Before there were borders… before conquest rewrote the maps… there was Africa – the birthplace of humanity. Cradle of civilizations, technologies, philosophies, and sacred traditions that shaped the ancient world. Yet too often, Africa’s story is forced to begin in bondage – with loss, rupture, and the European Slave Trade. Read More
But our story does not start there. Project 1444 reaches back before colonization’s interruption – to unearth buried memories and restore Africa’s vast, global legacy.
Created and led by Dr. Lindsay Gary – Africologist, historian, and Founder of The Re-Education Project – Project 1444 is a digital collection of essays and resources tracing the early African resistance throughout the Diaspora. It challenges the myth that African enslavement began in 1619, revealing earlier encounters and erased histories. This is history most of the world has never been taught. This is scholarship that redefines the origins of the African Diaspora – truth, finally brought to light.
To restore this continuum of memory, Project 1444 unites scholars who guide us through pivotal landscapes of African influence and survival – from North and East Africa and Mauritania to Hispaniola and Jamaica.
Different locations. One enduring lineage.
Featured Essays
“652: North and East Africa” – Dr. Tarik Richardson
In 652 CE – nearly a millennium before 1619 – Nubia and its neighbors faced Arab invasions that used Islam as a weapon of domination. This marked the rise of the Arab Slave Trade — centuries before European colonization. Africans resisted fiercely, defending their culture and sovereignty. Dr. Richardson reminds us: oppression began early — but African resistance began first.
“1444: Mauritania” – Dr. Lindsay Gary
In 1444, Portuguese forces raided Mauritania, capturing 235 Africans and bringing them to Lagos, Portugal – the first large-scale export of captives to Europe. Papal decrees soon granted Portugal control over this growing trade, spreading this from West and Central Africa to the Americas, and further entrenching systems of forced labor and altering African societies for generations. The truth is clear: African enslavement in the Americas did not begin in 1619 – it was already generations deep.
“1492: Hispaniola” – Dr. Kimoni Yaw Ajani
In 1492, the European arrival on the island of Hispaniola (present-day Dominican Republic and Haiti) brought violence and devastation to indigenous peoples, while African men, women, and children were enslaved to replace lost labor and support colonial projects. Yet from the beginning, their knowledge and labor laid the foundations of what would become the “New World.” Africans resisted — forming maroon communities and preserving culture amidst chaos.
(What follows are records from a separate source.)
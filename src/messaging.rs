//! # Messaging Module
//!
//! One-to-one conversations and messages. A conversation is created when a
//! friend request is accepted and is assumed unique per unordered user pair
//! (enforced at request time only, not by storage).
//!
//! The chat screen approximates live updates by re-fetching a conversation's
//! messages on a fixed interval (~1.5 s); [`message_feed`] packages that poll
//! loop as a `Stream`. There is no push mechanism and no cancellation beyond
//! dropping the stream.

use std::sync::Arc;
use std::time::Duration;

use futures::Stream;
use serde::{Deserialize, Serialize};

use crate::error::Result;
use crate::storage::Database;
use crate::users::User;

/// Default poll period for [`message_feed`]
pub const DEFAULT_POLL_PERIOD: Duration = Duration::from_millis(1500);

/// A conversation between two users
#[derive(Debug, Clone, PartialEq, Serialize, Deserialize)]
#[serde(rename_all = "camelCase")]
pub struct Conversation {
    /// Sequentially assigned unique id
    pub id: i64,
    /// First participant (the request sender at creation time)
    pub user1_id: i64,
    /// Second participant
    pub user2_id: i64,
    /// RFC 3339 creation timestamp
    pub created_at: String,
    /// Bumped on every send; initialized to `created_at`
    pub last_message_at: String,
}

impl Conversation {
    /// The participant that isn't `user_id`, or `None` if `user_id` isn't
    /// a participant at all.
    pub fn other_participant(&self, user_id: i64) -> Option<i64> {
        if self.user1_id == user_id {
            Some(self.user2_id)
        } else if self.user2_id == user_id {
            Some(self.user1_id)
        } else {
            None
        }
    }

    /// Whether this conversation links the given unordered pair
    pub fn links(&self, a: i64, b: i64) -> bool {
        (self.user1_id == a && self.user2_id == b) || (self.user1_id == b && self.user2_id == a)
    }
}

/// A chat message
#[derive(Debug, Clone, PartialEq, Serialize, Deserialize)]
#[serde(rename_all = "camelCase")]
pub struct Message {
    /// Sequentially assigned unique id
    pub id: i64,
    /// Owning conversation; may dangle if storage is edited out-of-band
    pub conversation_id: i64,
    /// Sending user
    pub sender_id: i64,
    /// Message text
    pub content: String,
    /// RFC 3339 creation timestamp
    pub created_at: String,
    /// Read flag, recipient-scoped
    pub read: bool,
}

/// A conversation with display data attached, for the messages screen
///
/// The joins (`other_user`, `last_message`, `unread_count`) are denormalized
/// at read time on every call — nothing is cached or indexed.
#[derive(Debug, Clone, Serialize)]
#[serde(rename_all = "camelCase")]
pub struct ConversationView {
    /// The underlying conversation
    pub conversation: Conversation,
    /// The other participant, if they still exist
    pub other_user: Option<User>,
    /// Most recent message, if any
    pub last_message: Option<Message>,
    /// Messages addressed to the viewer and not yet read
    pub unread_count: usize,
}

/// Poll a conversation's messages on a fixed period.
///
/// Yields the full message list (ascending by `created_at`) once per tick,
/// starting immediately. Errors are yielded, not fatal to the stream — the
/// chat screen shows a generic alert and keeps polling.
pub fn message_feed(
    database: Arc<Database>,
    conversation_id: i64,
    period: Duration,
) -> impl Stream<Item = Result<Vec<Message>>> {
    async_stream::stream! {
        let mut ticker = tokio::time::interval(period);
        ticker.set_missed_tick_behavior(tokio::time::MissedTickBehavior::Delay);
        loop {
            ticker.tick().await;
            yield database.messages_for_conversation(conversation_id).await;
        }
    }
}

// ============================================================================
// TESTS
// ============================================================================

#[cfg(test)]
mod tests {
    use super::*;
    use crate::storage::MemoryStore;
    use crate::users::{NewUser, Role};
    use futures::StreamExt;

    #[test]
    fn test_other_participant() {
        let conversation = Conversation {
            id: 1,
            user1_id: 2,
            user2_id: 5,
            created_at: "2026-08-01T00:00:00.000Z".into(),
            last_message_at: "2026-08-01T00:00:00.000Z".into(),
        };

        assert_eq!(conversation.other_participant(2), Some(5));
        assert_eq!(conversation.other_participant(5), Some(2));
        assert_eq!(conversation.other_participant(9), None);
        assert!(conversation.links(5, 2));
        assert!(!conversation.links(2, 9));
    }

    #[test]
    fn test_message_serializes_persisted_layout() {
        let message = Message {
            id: 10,
            conversation_id: 1,
            sender_id: 2,
            content: "On my way".into(),
            created_at: "2026-08-01T12:00:00.000Z".into(),
            read: false,
        };

        let json = serde_json::to_string(&message).unwrap();
        assert!(json.contains("\"conversationId\":1"));
        assert!(json.contains("\"senderId\":2"));
        assert!(json.contains("\"read\":false"));

        let restored: Message = serde_json::from_str(&json).unwrap();
        assert_eq!(message, restored);
    }

    fn technician(username: &str) -> NewUser {
        NewUser {
            username: username.into(),
            password: "pw".into(),
            first_name: username.into(),
            last_name: "Test".into(),
            email: format!("{}@example.com", username),
            role: Role::Technician,
            profile_picture: None,
        }
    }

    #[tokio::test(start_paused = true)]
    async fn test_message_feed_picks_up_new_messages() {
        let database = Arc::new(Database::open(Arc::new(MemoryStore::new())).await.unwrap());

        let alice = database.create_user(technician("alice")).await.unwrap();
        let bob = database.create_user(technician("bob")).await.unwrap();
        let request = database
            .send_friend_request(alice.id, bob.id)
            .await
            .unwrap();
        let conversation = database.accept_friend_request(request.id).await.unwrap();

        let mut feed = Box::pin(message_feed(
            database.clone(),
            conversation.id,
            Duration::from_millis(10),
        ));

        // First tick fires immediately, before any message exists.
        let empty = feed.next().await.unwrap().unwrap();
        assert!(empty.is_empty());

        database
            .send_message(conversation.id, alice.id, "hello")
            .await
            .unwrap();

        let with_message = feed.next().await.unwrap().unwrap();
        assert_eq!(with_message.len(), 1);
        assert_eq!(with_message[0].content, "hello");
    }
}
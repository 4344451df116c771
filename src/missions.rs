//! # Missions Module
//!
//! Missions are the marketplace's work orders: created and assigned by
//! admins, accepted/rejected/completed by technicians.
//!
//! ## Mission Lifecycle
//!
//! ```text
//! ┌─────────────────────────────────────────────────────────────────────────┐
//! │                        MISSION LIFECYCLE                                │
//! ├─────────────────────────────────────────────────────────────────────────┤
//! │                                                                         │
//! │   proposed ──► accepted ──► in_progress ──► completed                  │
//! │      │                                                                  │
//! │      └──────► rejected   (terminal alternative)                         │
//! │                                                                         │
//! │  The arrows are the expected path only. Transitions are caller-driven  │
//! │  via update_mission_status and nothing enforces the order — any        │
//! │  status can be set from any other, matching the app's behavior.        │
//! │                                                                         │
//! └─────────────────────────────────────────────────────────────────────────┘
//! ```

use serde::{Deserialize, Serialize};

/// Lifecycle status of a mission
#[derive(Debug, Clone, Copy, PartialEq, Eq, Serialize, Deserialize)]
#[serde(rename_all = "snake_case")]
pub enum MissionStatus {
    /// Created, waiting for the assigned technician's answer
    Proposed,
    /// Technician accepted
    Accepted,
    /// Work has started
    InProgress,
    /// Work is done
    Completed,
    /// Technician declined
    Rejected,
}

impl MissionStatus {
    /// Convert to the persisted string
    pub fn as_str(&self) -> &'static str {
        match self {
            MissionStatus::Proposed => "proposed",
            MissionStatus::Accepted => "accepted",
            MissionStatus::InProgress => "in_progress",
            MissionStatus::Completed => "completed",
            MissionStatus::Rejected => "rejected",
        }
    }

    /// Parse from the persisted string
    pub fn parse(s: &str) -> Option<Self> {
        match s {
            "proposed" => Some(MissionStatus::Proposed),
            "accepted" => Some(MissionStatus::Accepted),
            "in_progress" => Some(MissionStatus::InProgress),
            "completed" => Some(MissionStatus::Completed),
            "rejected" => Some(MissionStatus::Rejected),
            _ => None,
        }
    }
}

/// How urgently a mission needs staffing
#[derive(Debug, Clone, Copy, PartialEq, Eq, Serialize, Deserialize)]
#[serde(rename_all = "lowercase")]
pub enum Urgency {
    /// Can wait
    Low,
    /// Normal priority
    Medium,
    /// Needs a technician now
    High,
}

impl Urgency {
    /// Convert to the persisted string
    pub fn as_str(&self) -> &'static str {
        match self {
            Urgency::Low => "low",
            Urgency::Medium => "medium",
            Urgency::High => "high",
        }
    }

    /// Parse from the persisted string
    pub fn parse(s: &str) -> Option<Self> {
        match s {
            "low" => Some(Urgency::Low),
            "medium" => Some(Urgency::Medium),
            "high" => Some(Urgency::High),
            _ => None,
        }
    }
}

/// A mission record
#[derive(Debug, Clone, PartialEq, Serialize, Deserialize)]
#[serde(rename_all = "camelCase")]
pub struct Mission {
    /// Sequentially assigned unique id
    pub id: i64,
    /// Short title shown in lists
    pub title: String,
    /// Full description
    pub description: String,
    /// City / site name
    pub location: String,
    /// Street address
    pub address: String,
    /// Planned start, ISO date string
    pub start_date: String,
    /// Planned end, ISO date string
    pub end_date: String,
    /// Duration in days
    pub duration: i64,
    /// Budget in the app's display currency
    pub budget: f64,
    /// Staffing urgency
    pub urgency: Urgency,
    /// Required skills, comma-joined as entered (not a normalized set)
    pub skills: String,
    /// Lifecycle status
    pub status: MissionStatus,
    /// Assigned technician, if any; may dangle after a user delete
    pub assigned_to_user_id: Option<i64>,
    /// Creating admin
    pub created_by_user_id: i64,
    /// RFC 3339 creation timestamp
    pub created_at: String,
}

/// Payload for the admin create-mission panel
#[derive(Debug, Clone)]
pub struct NewMission {
    /// Short title
    pub title: String,
    /// Full description
    pub description: String,
    /// City / site name
    pub location: String,
    /// Street address
    pub address: String,
    /// Planned start, ISO date string
    pub start_date: String,
    /// Planned end, ISO date string
    pub end_date: String,
    /// Duration in days
    pub duration: i64,
    /// Budget
    pub budget: f64,
    /// Staffing urgency
    pub urgency: Urgency,
    /// Required skills, comma-joined
    pub skills: String,
    /// Assigned technician, if already chosen
    pub assigned_to_user_id: Option<i64>,
    /// Creating admin
    pub created_by_user_id: i64,
}

/// Partial update for the admin edit-mission panel
///
/// `None` fields are left untouched; the assignment is doubly optional so
/// `Some(None)` can unassign.
#[derive(Debug, Clone, Default)]
pub struct MissionUpdate {
    /// New title
    pub title: Option<String>,
    /// New description
    pub description: Option<String>,
    /// New location
    pub location: Option<String>,
    /// New address
    pub address: Option<String>,
    /// New start date
    pub start_date: Option<String>,
    /// New end date
    pub end_date: Option<String>,
    /// New duration in days
    pub duration: Option<i64>,
    /// New budget
    pub budget: Option<f64>,
    /// New urgency
    pub urgency: Option<Urgency>,
    /// New skills string
    pub skills: Option<String>,
    /// New status
    pub status: Option<MissionStatus>,
    /// Assign (`Some(Some(id))`) or unassign (`Some(None)`)
    pub assigned_to_user_id: Option<Option<i64>>,
}

impl MissionUpdate {
    /// Apply this update to a mission record in place
    pub fn apply(&self, mission: &mut Mission) {
        if let Some(ref title) = self.title {
            mission.title = title.clone();
        }
        if let Some(ref description) = self.description {
            mission.description = description.clone();
        }
        if let Some(ref location) = self.location {
            mission.location = location.clone();
        }
        if let Some(ref address) = self.address {
            mission.address = address.clone();
        }
        if let Some(ref start_date) = self.start_date {
            mission.start_date = start_date.clone();
        }
        if let Some(ref end_date) = self.end_date {
            mission.end_date = end_date.clone();
        }
        if let Some(duration) = self.duration {
            mission.duration = duration;
        }
        if let Some(budget) = self.budget {
            mission.budget = budget;
        }
        if let Some(urgency) = self.urgency {
            mission.urgency = urgency;
        }
        if let Some(ref skills) = self.skills {
            mission.skills = skills.clone();
        }
        if let Some(status) = self.status {
            mission.status = status;
        }
        if let Some(assigned) = self.assigned_to_user_id {
            mission.assigned_to_user_id = assigned;
        }
    }
}

// ============================================================================
// TESTS
// ============================================================================

#[cfg(test)]
mod tests {
    use super::*;

    fn sample_mission() -> Mission {
        Mission {
            id: 3,
            title: "HVAC inspection".into(),
            description: "Quarterly rooftop unit inspection".into(),
            location: "Lyon".into(),
            address: "12 Rue de la République".into(),
            start_date: "2026-09-01".into(),
            end_date: "2026-09-03".into(),
            duration: 3,
            budget: 1200.0,
            urgency: Urgency::Medium,
            skills: "hvac,electrical".into(),
            status: MissionStatus::Proposed,
            assigned_to_user_id: Some(2),
            created_by_user_id: 1,
            created_at: "2026-08-20T08:30:00.000Z".into(),
        }
    }

    #[test]
    fn test_status_strings() {
        assert_eq!(MissionStatus::InProgress.as_str(), "in_progress");
        assert_eq!(MissionStatus::parse("completed"), Some(MissionStatus::Completed));
        assert_eq!(MissionStatus::parse("cancelled"), None);
    }

    #[test]
    fn test_urgency_strings() {
        assert_eq!(Urgency::High.as_str(), "high");
        assert_eq!(Urgency::parse("low"), Some(Urgency::Low));
        assert_eq!(Urgency::parse("urgent"), None);
    }

    #[test]
    fn test_mission_serializes_persisted_layout() {
        let json = serde_json::to_string(&sample_mission()).unwrap();
        assert!(json.contains("\"assignedToUserId\":2"));
        assert!(json.contains("\"createdByUserId\":1"));
        assert!(json.contains("\"status\":\"proposed\""));
        assert!(json.contains("\"urgency\":\"medium\""));
    }

    #[test]
    fn test_mission_json_roundtrip() {
        let mission = sample_mission();
        let json = serde_json::to_string(&mission).unwrap();
        let restored: Mission = serde_json::from_str(&json).unwrap();
        assert_eq!(mission, restored);
    }

    #[test]
    fn test_update_can_unassign() {
        let mut mission = sample_mission();
        let update = MissionUpdate {
            status: Some(MissionStatus::Rejected),
            assigned_to_user_id: Some(None),
            ..Default::default()
        };

        update.apply(&mut mission);

        assert_eq!(mission.status, MissionStatus::Rejected);
        assert!(mission.assigned_to_user_id.is_none());
        assert_eq!(mission.title, "HVAC inspection");
    }
}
“1509: Jamaica” – Dr. Talawa Adodo
By 1509, as European powers deepened their colonial ambitions, Africans were enslaved in Jamaica – yet resistance rose immediately. Maroon societies became beacons of freedom, preserving African governance and identity for centuries to come.
Project 1444 is more than research. It is remembrance. Resistance. Restoration. By revealing these early histories, from Africa to the African Diaspora, Dr. Gary and her collaborators rewrite the timeline – reclaiming the brilliance and dignity of Africa’s ancestors. African enslavement did not begin in 1619 – and African resilience never ceased. Africa’s story begins with greatness… and continues with power.
This is Project 1444. And this is only the beginning.